Stored data:
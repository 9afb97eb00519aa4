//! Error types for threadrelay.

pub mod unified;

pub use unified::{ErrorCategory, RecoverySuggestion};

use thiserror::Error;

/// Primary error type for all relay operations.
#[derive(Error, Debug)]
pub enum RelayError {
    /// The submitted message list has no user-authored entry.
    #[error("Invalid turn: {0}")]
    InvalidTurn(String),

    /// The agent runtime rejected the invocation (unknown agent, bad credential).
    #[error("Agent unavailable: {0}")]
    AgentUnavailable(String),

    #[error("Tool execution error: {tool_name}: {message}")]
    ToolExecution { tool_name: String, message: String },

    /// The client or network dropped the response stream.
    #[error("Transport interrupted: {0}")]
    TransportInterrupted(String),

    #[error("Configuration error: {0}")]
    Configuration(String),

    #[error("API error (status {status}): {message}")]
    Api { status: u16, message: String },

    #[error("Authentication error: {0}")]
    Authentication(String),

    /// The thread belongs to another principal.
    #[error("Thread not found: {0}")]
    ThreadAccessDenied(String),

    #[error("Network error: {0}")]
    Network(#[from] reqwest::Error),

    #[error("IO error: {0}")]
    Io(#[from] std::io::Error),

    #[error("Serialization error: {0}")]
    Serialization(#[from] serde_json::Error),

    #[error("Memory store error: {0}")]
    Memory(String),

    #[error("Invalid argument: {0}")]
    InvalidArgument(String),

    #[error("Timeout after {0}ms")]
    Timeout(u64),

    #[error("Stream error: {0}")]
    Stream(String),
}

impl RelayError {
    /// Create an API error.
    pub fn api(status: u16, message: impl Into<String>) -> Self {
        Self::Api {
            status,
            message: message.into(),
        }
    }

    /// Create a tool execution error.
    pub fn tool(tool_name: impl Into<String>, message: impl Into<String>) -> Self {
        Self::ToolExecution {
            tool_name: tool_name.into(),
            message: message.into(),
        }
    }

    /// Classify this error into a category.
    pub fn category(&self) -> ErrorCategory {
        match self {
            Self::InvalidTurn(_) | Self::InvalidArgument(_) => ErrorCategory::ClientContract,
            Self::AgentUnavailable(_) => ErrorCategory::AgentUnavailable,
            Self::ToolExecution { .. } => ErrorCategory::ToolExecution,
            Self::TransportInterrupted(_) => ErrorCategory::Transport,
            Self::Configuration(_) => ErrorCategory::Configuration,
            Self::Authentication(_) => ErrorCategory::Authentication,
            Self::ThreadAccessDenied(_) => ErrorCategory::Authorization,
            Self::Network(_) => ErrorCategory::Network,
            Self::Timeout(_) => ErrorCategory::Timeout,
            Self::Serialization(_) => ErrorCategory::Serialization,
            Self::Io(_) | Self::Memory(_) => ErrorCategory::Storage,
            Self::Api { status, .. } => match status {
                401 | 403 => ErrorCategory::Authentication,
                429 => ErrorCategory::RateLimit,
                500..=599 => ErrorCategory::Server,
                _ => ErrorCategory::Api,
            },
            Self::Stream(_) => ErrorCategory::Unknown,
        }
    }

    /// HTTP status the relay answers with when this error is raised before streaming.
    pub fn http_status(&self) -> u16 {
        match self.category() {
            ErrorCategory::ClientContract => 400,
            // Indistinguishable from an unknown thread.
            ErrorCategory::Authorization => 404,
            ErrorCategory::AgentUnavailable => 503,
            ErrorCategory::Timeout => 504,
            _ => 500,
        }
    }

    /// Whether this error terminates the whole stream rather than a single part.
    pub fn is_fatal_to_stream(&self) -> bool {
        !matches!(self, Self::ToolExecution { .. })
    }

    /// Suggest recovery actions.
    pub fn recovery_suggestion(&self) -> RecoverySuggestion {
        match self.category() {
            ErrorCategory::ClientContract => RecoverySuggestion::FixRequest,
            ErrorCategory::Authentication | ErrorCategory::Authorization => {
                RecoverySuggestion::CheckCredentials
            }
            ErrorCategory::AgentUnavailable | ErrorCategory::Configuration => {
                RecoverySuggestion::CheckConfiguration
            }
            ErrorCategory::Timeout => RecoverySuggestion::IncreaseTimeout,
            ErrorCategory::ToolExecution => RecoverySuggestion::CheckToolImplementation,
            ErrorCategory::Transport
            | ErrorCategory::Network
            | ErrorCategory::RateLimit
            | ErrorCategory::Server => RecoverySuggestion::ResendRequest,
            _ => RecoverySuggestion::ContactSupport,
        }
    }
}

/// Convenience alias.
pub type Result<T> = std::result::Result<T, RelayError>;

Directions for this task:
Transcribe every record exactly.

Written response:
repository 9afb97eb00519aa4
//! Error types for threadrelay.

pub mod unified;

pub use unified::{ErrorCategory, RecoverySuggestion};

use thiserror::Error;

/// Primary error type for all relay operations.
#[derive(Error, Debug)]
pub enum RelayError {
    /// The submitted message list has no user-authored entry.
    #[error("Invalid turn: {0}")]
    InvalidTurn(String),

    /// The agent runtime rejected the invocation (unknown agent, bad credential).
    #[error("Agent unavailable: {0}")]
    AgentUnavailable(String),

    #[error("Tool execution error: {tool_name}: {message}")]
    ToolExecution { tool_name: String, message: String },

    /// The client or network dropped the response stream.
    #[error("Transport interrupted: {0}")]
    TransportInterrupted(String),

    #[error("Configuration error: {0}")]
    Configuration(String),

    #[error("API error (status {status}): {message}")]
    Api { status: u16, message: String },

    #[error("Authentication error: {0}")]
    Authentication(String),

    /// The thread belongs to another principal.
    #[error("Thread not found: {0}")]
    ThreadAccessDenied(String),

    #[error("Network error: {0}")]
    Network(#[from] reqwest::Error),

    #[error("IO error: {0}")]
    Io(#[from] std::io::Error),

    #[error("Serialization error: {0}")]
    Serialization(#[from] serde_json::Error),

    #[error("Memory store error: {0}")]
    Memory(String),

    #[error("Invalid argument: {0}")]
    InvalidArgument(String),

    #[error("Timeout after {0}ms")]
    Timeout(u64),

    #[error("Stream error: {0}")]
    Stream(String),
}

impl RelayError {
    /// Create an API error.
    pub fn api(status: u16, message: impl Into<String>) -> Self {
        Self::Api {
            status,
            message: message.into(),
        }
    }

    /// Create a tool execution error.
    pub fn tool(tool_name: impl Into<String>, message: impl Into<String>) -> Self {
        Self::ToolExecution {
            tool_name: tool_name.into(),
            message: message.into(),
        }
    }

    /// Classify this error into a category.
    pub fn category(&self) -> ErrorCategory {
        match self {
            Self::InvalidTurn(_) | Self::InvalidArgument(_) => ErrorCategory::ClientContract,
            Self::AgentUnavailable(_) => ErrorCategory::AgentUnavailable,
            Self::ToolExecution { .. } => ErrorCategory::ToolExecution,
            Self::TransportInterrupted(_) => ErrorCategory::Transport,
            Self::Configuration(_) => ErrorCategory::Configuration,
            Self::Authentication(_) => ErrorCategory::Authentication,
            Self::ThreadAccessDenied(_) => ErrorCategory::Authorization,
            Self::Network(_) => ErrorCategory::Network,
            Self::Timeout(_) => ErrorCategory::Timeout,
            Self::Serialization(_) => ErrorCategory::Serialization,
            Self::Io(_) | Self::Memory(_) => ErrorCategory::Storage,
            Self::Api { status, .. } => match status {
                401 | 403 => ErrorCategory::Authentication,
                429 => ErrorCategory::RateLimit,
                500..=599 => ErrorCategory::Server,
                _ => ErrorCategory::Api,
            },
            Self::Stream(_) => ErrorCategory::Unknown,
        }
    }

    /// HTTP status the relay answers with when this error is raised before streaming.
    pub fn http_status(&self) -> u16 {
        match self.category() {
            ErrorCategory::ClientContract => 400,
            // Indistinguishable from an unknown thread.
            ErrorCategory::Authorization => 404,
            ErrorCategory::AgentUnavailable => 503,
            ErrorCategory::Timeout => 504,
            _ => 500,
        }
    }

    /// Whether this error terminates the whole stream rather than a single part.
    pub fn is_fatal_to_stream(&self) -> bool {
        !matches!(self, Self::ToolExecution { .. })
    }

    /// Suggest recovery actions.
    pub fn recovery_suggestion(&self) -> RecoverySuggestion {
        match self.category() {
            ErrorCategory::ClientContract => RecoverySuggestion::FixRequest,
            ErrorCategory::Authentication | ErrorCategory::Authorization => {
                RecoverySuggestion::CheckCredentials
            }
            ErrorCategory::AgentUnavailable | ErrorCategory::Configuration => {
                RecoverySuggestion::CheckConfiguration
            }
            ErrorCategory::Timeout => RecoverySuggestion::IncreaseTimeout,
            ErrorCategory::ToolExecution => RecoverySuggestion::CheckToolImplementation,
            ErrorCategory::Transport
            | ErrorCategory::Network
            | ErrorCategory::RateLimit
            | ErrorCategory::Server => RecoverySuggestion::ResendRequest,
            _ => RecoverySuggestion::ContactSupport,
        }
    }
}

/// Convenience alias.
pub type Result<T> = std::result::Result<T, RelayError>;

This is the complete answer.